I started using DADA2 to also remove my primers (forward length 17 and reverse length 21).
With the primers that I am working, my truncating length should not go over 116 bp (785-341=444bp; 2x300reads=600; 600-444=156bp - 40 bp (20bp minimum overlap required + 20bp natural variation) =116 bp) (which was suggested in other post).
So, I decided to do the following:
qiime dada2 denoise-paired
--i-demultiplexed-seqs demux-paired-end.qza
--p-trim-left-f 17
--p-trim-left-r 21
--p-trunc-len-f 283
--p-trunc-len-r 210
--o-table table.qza
--o-representative-sequences rep-seqs.qza
--o-denoising-stats denoising-stats.qza
However, I was getting very low percentage of input non-chimeric (~20%).

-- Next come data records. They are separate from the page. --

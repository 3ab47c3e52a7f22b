use reqwest::Method;
use serde::{Deserialize, Serialize};
use serde_json::{Map, Value};

use super::{Projects, fetch, segment};
use crate::context::Context;
use crate::error::Result;
use crate::response::Response;
use crate::transport::HttpClient;
use crate::util::null_as_default;

/// A scanner or ticketing connector configured on a project.
#[derive(Debug, Clone, Default, PartialEq, Serialize, Deserialize)]
#[serde(default)]
pub struct Connector {
    #[serde(rename = "connector_id")]
    pub id: String,
    #[serde(rename = "connector_type")]
    pub kind: String,
    #[serde(rename = "connector_name")]
    pub name: String,
    #[serde(rename = "connector_description")]
    pub description: String,
    /// Connector-specific settings; their keys vary by connector type.
    #[serde(rename = "connector_fields", deserialize_with = "null_as_default")]
    pub fields: Vec<Map<String, Value>>,
}

impl<C: HttpClient> Projects<'_, C> {
    pub async fn list_connectors(
        &self,
        ctx: &Context,
        project_id: &str,
    ) -> Result<Response<Vec<Connector>>> {
        let project_id = segment(project_id)?;
        let req = self
            .client
            .request(Method::GET, &format!("projects/{project_id}/connectors"))?;
        fetch(self.client, ctx, req).await
    }
}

So, after reading more posts I decided to use cutadapt to remove my primers, so I did:
qiime cutadapt trim-paired
--i-demultiplexed-sequences demux-paired-end.qza
--p-front-f CCTACGGGNGGCWGCAG
--p-front-r GACTACHVGGGTATCTAATCC
--o-trimmed-sequences trim-paired-demux.qza
--verbose
And I got this results:
After this result, I decided to run DADA2. I tried several options, 7 different combinations of parameters, but the best percentage I got was when I used the following parameters):
qiime dada2 denoise-paired
--i-demultiplexed-seqs trim-paired-demux.qza
--p-trim-left-f 60
--p-trim-left-r 35
--p-trunc-len-f 275
--p-trunc-len-r 200
--p-max-ee-f 5
--p-max-ee-r 5
--o-table table6-maxee.qza
--o-representative-sequences rep-seqs6-maxee.qza
--o-denoising-stats denoising-stats6-maxee.qza
--verbose
However, I still have some questions:
- If I removed my primers using cutadapt, why do I still get some empty space to trim on the sequences? is that normal?, Do you think the parameters I used for DADA2 after cutadapt are ok (--p-trim-left-f 60 --p-trim-left-r 35) ?
- Why do I still get so low percentage (around 30%)?, is there any specific percentage of input non-chimeric that we consider as good or bad ?
- On my last parameters, I truncated 275 forward and 200 reverse, which means I exceeded 116 bp (I cut 125 bp), does that mean I truncated it too much?
Thank so much,
Any suggestion will be appreciate it.